Il sito turismotorino.org ha registrato più di 27 mila utenti (+ 135,96% rispetto allo stesso periodo anno precedente) e totalizzato più di 35 mila visite (+146,89% rispetto allo stesso periodo anno precedente). Ottimi i risultati della campagna digital PR, realizzata dall’ATL, con 7 creators nazionali presenti su tutti i social network con un forte seguito su TikTok l’Official Entertainment Partner di Eurovision Song Contest tra cui ad esempio Pietro Morello, già Ambasciatore della Città di Torino.  Le stories hanno totalizzato una media di visualizzazioni pari a 151.844, account raggiunti 145.126; i reel hanno totalizzato 751.739 visualizzazioni, 54.612 like, 790 commenti e 110 salvataggi. La campagna drive-to-event (attraverso SMS marketing, invio di messaggi a database profilato di Torino e provincia, Native Advertising, sui principali siti e magazine che consentono la geolocalizzazione degli utenti e DEM, invio di email a database di utenti profilato) ha registrato: 94.500 sms letti su 95.000 inviati19.000 dem lette su 200.000 recapitate e più di 750.000 visualizzazioni dei banner.
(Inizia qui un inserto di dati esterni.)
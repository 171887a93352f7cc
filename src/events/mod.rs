//! Structured lifecycle events
//!
//! Sessions report start, per-page progress, each saved fact, completion
//! and errors through an [`EventSink`]. The default sink mirrors events to
//! `tracing`; [`StalenessMonitor`] watches them for sites that went quiet.

mod monitor;

pub use monitor::StalenessMonitor;

use crate::extraction::{ExtractionMethod, ScheduleType};
use crate::gate::BlockingType;
use crate::tracker::QualityScore;
use chrono::{DateTime, Utc};
use serde::Serialize;
use std::sync::Arc;
use tokio::sync::mpsc;

/// One lifecycle event of a site session
#[derive(Debug, Clone, PartialEq, Serialize)]
#[serde(tag = "type", rename_all = "snake_case")]
pub enum LifecycleEvent {
    SiteStarted {
        site_id: i64,
        base_url: String,
        page_budget: u32,
        at: DateTime<Utc>,
    },
    PageProgress {
        site_id: i64,
        url: String,
        pages_visited: u32,
        page_budget: u32,
        quality: QualityScore,
        at: DateTime<Utc>,
    },
    FactSaved {
        site_id: i64,
        schedule_type: ScheduleType,
        method: ExtractionMethod,
        confidence: u8,
        at: DateTime<Utc>,
    },
    SiteCompleted {
        site_id: i64,
        pages_visited: u32,
        blocked: Option<BlockingType>,
        facts_found: usize,
        at: DateTime<Utc>,
    },
    SiteError {
        site_id: i64,
        message: String,
        at: DateTime<Utc>,
    },
}

impl LifecycleEvent {
    pub fn site_id(&self) -> i64 {
        match self {
            Self::SiteStarted { site_id, .. }
            | Self::PageProgress { site_id, .. }
            | Self::FactSaved { site_id, .. }
            | Self::SiteCompleted { site_id, .. }
            | Self::SiteError { site_id, .. } => *site_id,
        }
    }

    /// Completion and error end a site's session
    pub fn is_terminal(&self) -> bool {
        matches!(self, Self::SiteCompleted { .. } | Self::SiteError { .. })
    }

    pub fn name(&self) -> &'static str {
        match self {
            Self::SiteStarted { .. } => "site_started",
            Self::PageProgress { .. } => "page_progress",
            Self::FactSaved { .. } => "fact_saved",
            Self::SiteCompleted { .. } => "site_completed",
            Self::SiteError { .. } => "site_error",
        }
    }
}

/// Receives lifecycle events; must not block
pub trait EventSink: Send + Sync {
    fn emit(&self, event: LifecycleEvent);
}

/// Mirrors events to `tracing`
#[derive(Debug, Default, Clone, Copy)]
pub struct TracingSink;

impl EventSink for TracingSink {
    fn emit(&self, event: LifecycleEvent) {
        let payload = serde_json::to_string(&event).unwrap_or_default();
        match &event {
            LifecycleEvent::SiteError { .. } => tracing::warn!(
                target: "schedule_scout::events",
                site_id = event.site_id(),
                event = event.name(),
                %payload
            ),
            LifecycleEvent::PageProgress { .. } => tracing::debug!(
                target: "schedule_scout::events",
                site_id = event.site_id(),
                event = event.name(),
                %payload
            ),
            _ => tracing::info!(
                target: "schedule_scout::events",
                site_id = event.site_id(),
                event = event.name(),
                %payload
            ),
        }
    }
}

/// Forwards events into an unbounded channel
#[derive(Debug, Clone)]
pub struct ChannelSink {
    tx: mpsc::UnboundedSender<LifecycleEvent>,
}

impl ChannelSink {
    pub fn new() -> (Self, mpsc::UnboundedReceiver<LifecycleEvent>) {
        let (tx, rx) = mpsc::unbounded_channel();
        (Self { tx }, rx)
    }
}

impl EventSink for ChannelSink {
    fn emit(&self, event: LifecycleEvent) {
        // A dropped receiver just means nobody is listening any more
        let _ = self.tx.send(event);
    }
}

/// Sends every event to several sinks
#[derive(Clone, Default)]
pub struct FanoutSink {
    sinks: Vec<Arc<dyn EventSink>>,
}

impl FanoutSink {
    pub fn new(sinks: Vec<Arc<dyn EventSink>>) -> Self {
        Self { sinks }
    }
}

impl EventSink for FanoutSink {
    fn emit(&self, event: LifecycleEvent) {
        for sink in &self.sinks {
            sink.emit(event.clone());
        }
    }
}

#[cfg(test)]
mod tests {
    use super::*;

    fn started(site_id: i64) -> LifecycleEvent {
        LifecycleEvent::SiteStarted {
            site_id,
            base_url: "https://stmary.org".to_string(),
            page_budget: 50,
            at: Utc::now(),
        }
    }

    #[test]
    fn test_event_serializes_with_type_tag() {
        let value = serde_json::to_value(started(4)).unwrap();
        assert_eq!(value["type"], "site_started");
        assert_eq!(value["site_id"], 4);
        assert_eq!(value["page_budget"], 50);
    }

    #[test]
    fn test_blocked_completion_serializes_type() {
        let event = LifecycleEvent::SiteCompleted {
            site_id: 2,
            pages_visited: 1,
            blocked: Some(BlockingType::Forbidden403),
            facts_found: 0,
            at: Utc::now(),
        };
        let value = serde_json::to_value(&event).unwrap();
        assert_eq!(value["blocked"], "forbidden_403");
        assert!(event.is_terminal());
    }

    #[tokio::test]
    async fn test_channel_and_fanout() {
        let (first, mut rx1) = ChannelSink::new();
        let (second, mut rx2) = ChannelSink::new();
        let fanout = FanoutSink::new(vec![Arc::new(first), Arc::new(second)]);

        fanout.emit(started(9));
        assert_eq!(rx1.recv().await.unwrap().site_id(), 9);
        assert_eq!(rx2.recv().await.unwrap().site_id(), 9);
    }

    #[test]
    fn test_channel_sink_survives_dropped_receiver() {
        let (sink, rx) = ChannelSink::new();
        drop(rx);
        sink.emit(started(1));
    }
}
Eurovision Village – Parco del Valentino

Con quasi 350 artisti coinvolti, Eurovision Village ha proposto oltre 55 ore di spettacolo in 8 intensissime giornate spaziando tra vari generi e coinvolgendo 20 delegazioni ufficiali di Eurovision Song Contest. Con una platea di artisti provenienti da 24 diverse nazioni, band che si sono formate o riunite per questa occasione, al Village del Valentino ha visto il passaggio di oltre 220mila persone

Un format del tutto inedito ha caratterizzato il palinsesto coinvolgendo la ricchissima comunità artistica del territorio in un grande evento di portata internazionale dando vita a un palco “glocale”, immerso nel parco del Valentino nel centro città che ha visto oltre 20 tra produzioni e collaborazioni inedite, unendo così realtà locali a grandi interpreti nazionali ed esteri. Proposte inedite, di alta qualità, che hanno permesso al vasto pubblico del Village di conoscere nuovi artisti e poter vedere star internazionali suonare con musicisti torinesi e non solo. Altri numeri: volontari coinvolti 24 al giorno per 8 giorni, totale 192; personale di produzione, tecnici di spettacolo e maestranze 80 persone. In totale oltre 150 persone.

Lonely Planet

La nuovissima guida Torino Pocket Lonely Planet dal 4 al 14 maggio è stata scaricata in free download da 25.000 utenti. “Torino regala Torino” è stato l’omaggio della Città di Torino a tutti i visitatori grazie alla collaborazione tra Città di Torino, Lonely Planet e Turismo Torino e Provincia. Oltre 30.000 visitatori hanno inoltre ricevuto materiale turistico promozionale della città, mappa e cartoline.

Media Centre Casa Italia

Oltre 300 i giornalisti nazionali e internazionali accreditati al Media Centre Casa Italia a Palazzo Madama; 25 gli artisti presenti agli appuntamenti giornalieri a lori loro dedicati; 45 le degustazioni guidate che hanno coinvolto 25 aziende piemontesi tra Consorzi vitivinicoli e turistici ed Enoteche regionali e 125 aziende torinesi coinvolte dalla Camera di commercio di Torino di cui 30 Maestri del Gusto di Torino  e  Provincia, 25 aziende vitivinicole Torino DOC, 10 Associazioni di categoria.

In totale sono state oltre 1.100 le degustazioni servite.